Content starts

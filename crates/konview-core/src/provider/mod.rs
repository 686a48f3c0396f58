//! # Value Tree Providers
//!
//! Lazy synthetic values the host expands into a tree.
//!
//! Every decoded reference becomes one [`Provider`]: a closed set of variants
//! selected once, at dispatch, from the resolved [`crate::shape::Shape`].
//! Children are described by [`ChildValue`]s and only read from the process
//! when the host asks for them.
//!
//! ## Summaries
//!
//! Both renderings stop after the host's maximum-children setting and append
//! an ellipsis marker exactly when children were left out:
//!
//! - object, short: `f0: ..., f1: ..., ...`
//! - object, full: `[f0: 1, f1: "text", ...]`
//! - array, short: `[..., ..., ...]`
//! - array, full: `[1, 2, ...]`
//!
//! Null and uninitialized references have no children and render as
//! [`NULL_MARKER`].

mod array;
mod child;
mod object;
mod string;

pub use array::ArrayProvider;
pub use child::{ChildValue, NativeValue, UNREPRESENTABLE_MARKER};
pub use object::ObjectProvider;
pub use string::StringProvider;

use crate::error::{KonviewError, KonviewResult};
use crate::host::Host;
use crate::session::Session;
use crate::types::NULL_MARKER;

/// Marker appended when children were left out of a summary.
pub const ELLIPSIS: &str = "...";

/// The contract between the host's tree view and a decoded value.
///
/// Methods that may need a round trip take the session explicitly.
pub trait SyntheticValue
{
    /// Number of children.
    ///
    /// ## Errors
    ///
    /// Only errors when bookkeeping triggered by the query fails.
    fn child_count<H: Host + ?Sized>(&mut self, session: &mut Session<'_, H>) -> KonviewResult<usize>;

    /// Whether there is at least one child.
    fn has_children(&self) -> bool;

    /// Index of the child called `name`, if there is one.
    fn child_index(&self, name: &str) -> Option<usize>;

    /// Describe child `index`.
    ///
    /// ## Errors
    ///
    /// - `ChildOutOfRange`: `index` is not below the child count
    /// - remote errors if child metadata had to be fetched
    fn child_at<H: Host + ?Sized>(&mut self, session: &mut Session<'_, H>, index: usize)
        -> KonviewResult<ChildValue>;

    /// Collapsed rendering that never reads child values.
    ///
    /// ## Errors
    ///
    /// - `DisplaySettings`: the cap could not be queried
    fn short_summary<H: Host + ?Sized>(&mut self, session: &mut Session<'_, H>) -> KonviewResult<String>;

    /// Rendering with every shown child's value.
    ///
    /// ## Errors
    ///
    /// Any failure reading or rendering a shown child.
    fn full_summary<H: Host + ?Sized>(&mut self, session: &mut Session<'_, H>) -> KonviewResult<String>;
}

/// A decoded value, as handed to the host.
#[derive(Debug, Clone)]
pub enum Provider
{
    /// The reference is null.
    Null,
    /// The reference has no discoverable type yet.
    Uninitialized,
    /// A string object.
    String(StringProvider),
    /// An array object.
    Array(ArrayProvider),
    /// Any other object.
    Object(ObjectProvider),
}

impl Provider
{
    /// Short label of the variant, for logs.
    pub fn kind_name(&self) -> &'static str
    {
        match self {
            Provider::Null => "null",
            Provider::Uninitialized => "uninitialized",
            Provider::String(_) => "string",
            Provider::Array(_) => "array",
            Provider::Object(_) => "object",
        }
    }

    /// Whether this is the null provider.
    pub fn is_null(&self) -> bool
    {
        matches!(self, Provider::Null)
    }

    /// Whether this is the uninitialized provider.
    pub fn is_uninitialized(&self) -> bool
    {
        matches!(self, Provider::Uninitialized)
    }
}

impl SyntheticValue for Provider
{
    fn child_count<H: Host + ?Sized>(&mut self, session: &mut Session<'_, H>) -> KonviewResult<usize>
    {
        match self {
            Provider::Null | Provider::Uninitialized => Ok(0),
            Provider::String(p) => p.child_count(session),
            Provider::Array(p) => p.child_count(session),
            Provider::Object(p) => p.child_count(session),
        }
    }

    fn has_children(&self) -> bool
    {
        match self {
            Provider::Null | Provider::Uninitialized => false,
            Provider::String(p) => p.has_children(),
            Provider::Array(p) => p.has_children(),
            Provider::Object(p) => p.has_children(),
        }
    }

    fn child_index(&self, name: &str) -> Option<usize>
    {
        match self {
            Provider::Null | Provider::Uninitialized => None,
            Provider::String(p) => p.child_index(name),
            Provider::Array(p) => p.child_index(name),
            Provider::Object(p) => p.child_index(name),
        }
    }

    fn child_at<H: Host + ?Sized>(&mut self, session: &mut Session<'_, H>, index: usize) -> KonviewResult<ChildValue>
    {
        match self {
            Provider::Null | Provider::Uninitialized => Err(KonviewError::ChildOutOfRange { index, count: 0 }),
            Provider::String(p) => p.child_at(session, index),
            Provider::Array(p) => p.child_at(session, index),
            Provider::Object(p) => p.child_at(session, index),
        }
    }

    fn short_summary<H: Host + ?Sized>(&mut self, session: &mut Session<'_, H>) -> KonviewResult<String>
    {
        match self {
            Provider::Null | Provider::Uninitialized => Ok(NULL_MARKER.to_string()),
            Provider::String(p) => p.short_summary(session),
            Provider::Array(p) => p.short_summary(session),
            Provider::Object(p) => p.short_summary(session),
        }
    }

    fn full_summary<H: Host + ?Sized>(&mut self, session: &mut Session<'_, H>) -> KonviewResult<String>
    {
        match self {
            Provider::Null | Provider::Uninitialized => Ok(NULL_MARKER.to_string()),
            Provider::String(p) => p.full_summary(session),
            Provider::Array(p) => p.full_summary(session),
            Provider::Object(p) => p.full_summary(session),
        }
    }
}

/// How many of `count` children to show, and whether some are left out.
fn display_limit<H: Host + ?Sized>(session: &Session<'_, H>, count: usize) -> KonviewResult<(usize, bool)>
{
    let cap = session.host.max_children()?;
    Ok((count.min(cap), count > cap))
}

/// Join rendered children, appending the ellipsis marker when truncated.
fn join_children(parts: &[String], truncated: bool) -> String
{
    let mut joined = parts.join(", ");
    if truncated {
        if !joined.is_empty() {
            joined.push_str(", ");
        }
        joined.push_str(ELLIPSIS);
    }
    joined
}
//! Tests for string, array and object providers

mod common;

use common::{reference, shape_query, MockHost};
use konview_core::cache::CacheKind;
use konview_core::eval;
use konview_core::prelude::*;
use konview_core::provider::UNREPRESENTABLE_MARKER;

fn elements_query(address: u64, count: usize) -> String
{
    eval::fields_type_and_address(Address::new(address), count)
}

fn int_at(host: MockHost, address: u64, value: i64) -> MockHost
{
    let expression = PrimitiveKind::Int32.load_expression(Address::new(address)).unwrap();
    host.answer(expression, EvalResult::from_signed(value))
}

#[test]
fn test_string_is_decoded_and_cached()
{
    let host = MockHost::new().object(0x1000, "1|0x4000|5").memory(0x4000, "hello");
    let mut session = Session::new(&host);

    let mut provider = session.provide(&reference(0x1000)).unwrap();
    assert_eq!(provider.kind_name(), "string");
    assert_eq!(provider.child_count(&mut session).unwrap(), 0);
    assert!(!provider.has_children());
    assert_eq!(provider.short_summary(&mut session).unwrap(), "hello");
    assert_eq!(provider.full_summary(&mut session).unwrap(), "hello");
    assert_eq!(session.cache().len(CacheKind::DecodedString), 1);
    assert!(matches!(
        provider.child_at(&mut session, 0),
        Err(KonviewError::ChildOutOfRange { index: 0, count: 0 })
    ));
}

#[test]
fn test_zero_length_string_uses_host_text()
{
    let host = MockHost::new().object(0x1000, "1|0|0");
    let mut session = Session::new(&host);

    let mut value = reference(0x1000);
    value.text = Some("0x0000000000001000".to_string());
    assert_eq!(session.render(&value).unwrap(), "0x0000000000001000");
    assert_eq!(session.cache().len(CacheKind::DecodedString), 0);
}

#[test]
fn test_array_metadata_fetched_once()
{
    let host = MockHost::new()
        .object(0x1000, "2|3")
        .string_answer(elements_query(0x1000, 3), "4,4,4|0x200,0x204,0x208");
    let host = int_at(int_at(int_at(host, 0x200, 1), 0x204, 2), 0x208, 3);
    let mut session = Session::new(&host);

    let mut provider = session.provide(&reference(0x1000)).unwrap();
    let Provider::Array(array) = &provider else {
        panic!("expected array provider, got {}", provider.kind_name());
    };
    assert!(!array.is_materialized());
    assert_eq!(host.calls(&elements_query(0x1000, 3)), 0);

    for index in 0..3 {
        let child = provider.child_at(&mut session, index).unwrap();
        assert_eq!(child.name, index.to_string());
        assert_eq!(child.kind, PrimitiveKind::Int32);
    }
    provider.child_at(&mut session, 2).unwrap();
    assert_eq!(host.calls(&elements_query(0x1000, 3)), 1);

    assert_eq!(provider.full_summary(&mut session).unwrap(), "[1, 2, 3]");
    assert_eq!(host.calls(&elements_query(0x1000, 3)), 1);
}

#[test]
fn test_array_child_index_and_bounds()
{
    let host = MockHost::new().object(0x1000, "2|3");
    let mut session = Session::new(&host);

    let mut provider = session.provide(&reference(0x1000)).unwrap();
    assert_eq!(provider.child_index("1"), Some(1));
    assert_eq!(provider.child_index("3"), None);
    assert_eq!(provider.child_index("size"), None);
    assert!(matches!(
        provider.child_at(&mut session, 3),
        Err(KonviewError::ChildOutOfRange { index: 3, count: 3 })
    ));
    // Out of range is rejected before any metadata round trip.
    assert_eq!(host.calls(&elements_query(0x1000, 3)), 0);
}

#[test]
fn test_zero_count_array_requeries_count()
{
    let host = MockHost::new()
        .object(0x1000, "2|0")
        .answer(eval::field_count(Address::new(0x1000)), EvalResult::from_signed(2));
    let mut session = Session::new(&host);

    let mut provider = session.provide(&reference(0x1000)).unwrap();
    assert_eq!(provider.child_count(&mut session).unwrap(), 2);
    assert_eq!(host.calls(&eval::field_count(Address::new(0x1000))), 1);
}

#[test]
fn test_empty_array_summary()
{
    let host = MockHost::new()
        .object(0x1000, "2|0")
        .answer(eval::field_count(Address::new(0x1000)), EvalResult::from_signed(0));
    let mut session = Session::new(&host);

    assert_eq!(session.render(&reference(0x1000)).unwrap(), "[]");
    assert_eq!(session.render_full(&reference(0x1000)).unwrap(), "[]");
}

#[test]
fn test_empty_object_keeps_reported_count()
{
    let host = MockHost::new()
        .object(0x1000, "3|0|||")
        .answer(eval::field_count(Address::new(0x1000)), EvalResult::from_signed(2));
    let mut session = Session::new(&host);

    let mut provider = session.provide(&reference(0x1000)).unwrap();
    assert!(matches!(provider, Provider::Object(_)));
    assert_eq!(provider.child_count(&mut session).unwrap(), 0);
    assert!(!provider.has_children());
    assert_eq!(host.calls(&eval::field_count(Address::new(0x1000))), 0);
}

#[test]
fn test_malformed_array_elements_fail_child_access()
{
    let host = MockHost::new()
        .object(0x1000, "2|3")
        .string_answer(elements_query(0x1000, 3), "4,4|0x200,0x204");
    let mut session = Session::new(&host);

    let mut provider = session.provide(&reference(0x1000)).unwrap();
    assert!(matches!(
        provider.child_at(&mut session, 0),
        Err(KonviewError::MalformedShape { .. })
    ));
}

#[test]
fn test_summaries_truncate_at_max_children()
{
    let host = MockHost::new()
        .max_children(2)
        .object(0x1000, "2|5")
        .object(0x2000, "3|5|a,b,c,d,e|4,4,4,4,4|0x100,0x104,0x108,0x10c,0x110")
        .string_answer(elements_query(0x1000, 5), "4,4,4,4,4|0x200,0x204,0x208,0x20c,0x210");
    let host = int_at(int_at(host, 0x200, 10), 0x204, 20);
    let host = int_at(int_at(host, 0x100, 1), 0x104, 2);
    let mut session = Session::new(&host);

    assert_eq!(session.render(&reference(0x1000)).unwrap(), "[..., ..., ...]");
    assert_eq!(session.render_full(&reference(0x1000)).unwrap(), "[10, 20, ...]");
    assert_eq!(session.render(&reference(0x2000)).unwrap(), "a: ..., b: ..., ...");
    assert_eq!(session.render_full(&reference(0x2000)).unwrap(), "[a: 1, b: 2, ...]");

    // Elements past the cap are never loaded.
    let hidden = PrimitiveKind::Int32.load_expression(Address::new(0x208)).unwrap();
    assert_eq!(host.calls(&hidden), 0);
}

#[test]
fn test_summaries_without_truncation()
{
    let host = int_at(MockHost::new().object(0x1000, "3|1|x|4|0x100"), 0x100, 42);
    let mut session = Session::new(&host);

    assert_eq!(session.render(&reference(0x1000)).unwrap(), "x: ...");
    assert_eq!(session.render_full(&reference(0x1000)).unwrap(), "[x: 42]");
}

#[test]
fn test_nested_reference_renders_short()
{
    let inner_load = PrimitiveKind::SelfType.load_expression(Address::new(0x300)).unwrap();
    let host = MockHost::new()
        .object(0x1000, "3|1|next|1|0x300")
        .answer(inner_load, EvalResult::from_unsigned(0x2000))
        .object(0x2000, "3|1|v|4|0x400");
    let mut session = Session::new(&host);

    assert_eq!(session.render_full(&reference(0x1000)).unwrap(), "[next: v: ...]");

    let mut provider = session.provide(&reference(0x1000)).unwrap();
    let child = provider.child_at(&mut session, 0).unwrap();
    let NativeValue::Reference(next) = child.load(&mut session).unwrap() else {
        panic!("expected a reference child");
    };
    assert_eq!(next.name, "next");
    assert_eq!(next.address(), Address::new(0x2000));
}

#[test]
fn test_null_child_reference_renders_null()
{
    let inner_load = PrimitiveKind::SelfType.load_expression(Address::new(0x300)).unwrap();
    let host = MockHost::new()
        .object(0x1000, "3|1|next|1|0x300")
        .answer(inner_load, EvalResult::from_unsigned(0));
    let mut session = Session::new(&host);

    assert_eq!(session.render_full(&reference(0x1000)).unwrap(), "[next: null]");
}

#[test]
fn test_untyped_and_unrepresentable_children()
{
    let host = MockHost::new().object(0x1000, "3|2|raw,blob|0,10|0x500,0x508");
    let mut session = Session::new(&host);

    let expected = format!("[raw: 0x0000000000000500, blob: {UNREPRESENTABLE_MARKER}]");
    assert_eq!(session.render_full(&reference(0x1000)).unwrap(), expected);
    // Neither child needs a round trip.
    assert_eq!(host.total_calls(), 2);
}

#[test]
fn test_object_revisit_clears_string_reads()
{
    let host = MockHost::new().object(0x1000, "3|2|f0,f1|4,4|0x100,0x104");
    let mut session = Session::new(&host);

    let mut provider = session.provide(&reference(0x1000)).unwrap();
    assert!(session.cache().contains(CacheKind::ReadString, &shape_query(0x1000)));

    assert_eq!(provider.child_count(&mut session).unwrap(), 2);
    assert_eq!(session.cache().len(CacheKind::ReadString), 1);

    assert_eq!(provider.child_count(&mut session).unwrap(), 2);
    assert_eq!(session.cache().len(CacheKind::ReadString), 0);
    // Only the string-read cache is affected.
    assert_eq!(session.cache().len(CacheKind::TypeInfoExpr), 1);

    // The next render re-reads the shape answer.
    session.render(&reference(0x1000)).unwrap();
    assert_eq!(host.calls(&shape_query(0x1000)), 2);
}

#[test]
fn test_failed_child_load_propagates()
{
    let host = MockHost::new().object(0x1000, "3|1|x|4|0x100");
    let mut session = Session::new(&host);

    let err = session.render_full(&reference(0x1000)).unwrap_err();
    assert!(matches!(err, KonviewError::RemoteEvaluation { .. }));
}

Content ends

Task prompt: Find the word "left" in the entries above and gather every line that holds it.

Task response:
//! an ellipsis marker exactly when children were left out:
/// Marker appended when children were left out of a summary.
/// How many of `count` children to show, and whether some are left out.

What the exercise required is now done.